Bangladesh tackles climate change by fusing rice paddies with fish farms

Integrating coastal aquaculture with wet rice farming could boost Bangladesh’s food security and combat climate change

Expanding prawn farming could help Bangladesh's economic growth. Photograph: Martin Godwin for the Guardia
Expanding prawn farming could help Bangladesh’s economic growth. Photograph: Martin Godwin for the Guardia

By combining aquaculture with wet paddy farming in its coastal areas Bangladesh can meet food security and climate change issues, says a report.

The approach promises more nutritious food without causing environmental damage, and has the potential for a “blue-green revolution” on Bangladesh’s existing crop areas, extending to about 10m hectares (25m acres) and an additional nearly 3m hectares that remain waterlogged for four to six months.

“The carrying capacities of these additional lands and waters, when fully utilised, can increase food production and economic growth,” said Nesar Ahmed, author of the report published last month in Ocean & Coastal Management.

Ahmed, a researcher in fisheries management at the Bangladesh Agricultural University, Mymensingh, told SciDev.Net there was a “vital link between prawn and shrimp farming in coastal Bangladesh and a ‘green economy’ that addresses the current environmental and economic crisis”.

Enamul Hoq, senior scientist at the Bangladesh Fisheries Research Institute, agrees that the blue-green revolution “not only holds out huge economic benefits but also solves the growing climate change crisis”.

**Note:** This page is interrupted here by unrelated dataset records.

use clap::Parser;

fn main() -> anyhow::Result<()> {
    let cfg = passrite::config::Config::parse();
    tokio::runtime::Builder::new_multi_thread()
        .enable_all()
        .build()?
        .block_on(passrite::run(cfg))
}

“Aquaculture enhances soil fertility from fish waste discharge and contributes to pest control as several fish varieties feed on insects that harm crops,” Hoq said.

Bangladesh’s coastal aquaculture sector, which is dominated by export-oriented freshwater prawn and saline water shrimp farming, is already making a significant contribution to economic growth.

Ahmed’s report shows that if prawn farming is expanded to 2.83m hectares of seasonally inundated crop land, Bangladesh would earn an additional $9.4bn (£6.3bn) annually. Similarly, if rice farming is also extended to the entire seasonally inundated crop fields, an additional 1.58m tonnes of rice could be produced annually.

According to Niamul Naser, professor of zoology at the University of Dhaka, freshwater shrimp cultivation in the Barind (north-western Bangladesh) has withstood extreme weather conditions in recent years.

Nazrul Islam, former director of information at the ministry of agriculture, told SciDev.Net: “Combining rice and fish farming is the answer to climate change problems, particularly in the coastal areas where saline water intrusion has been phenomenal.”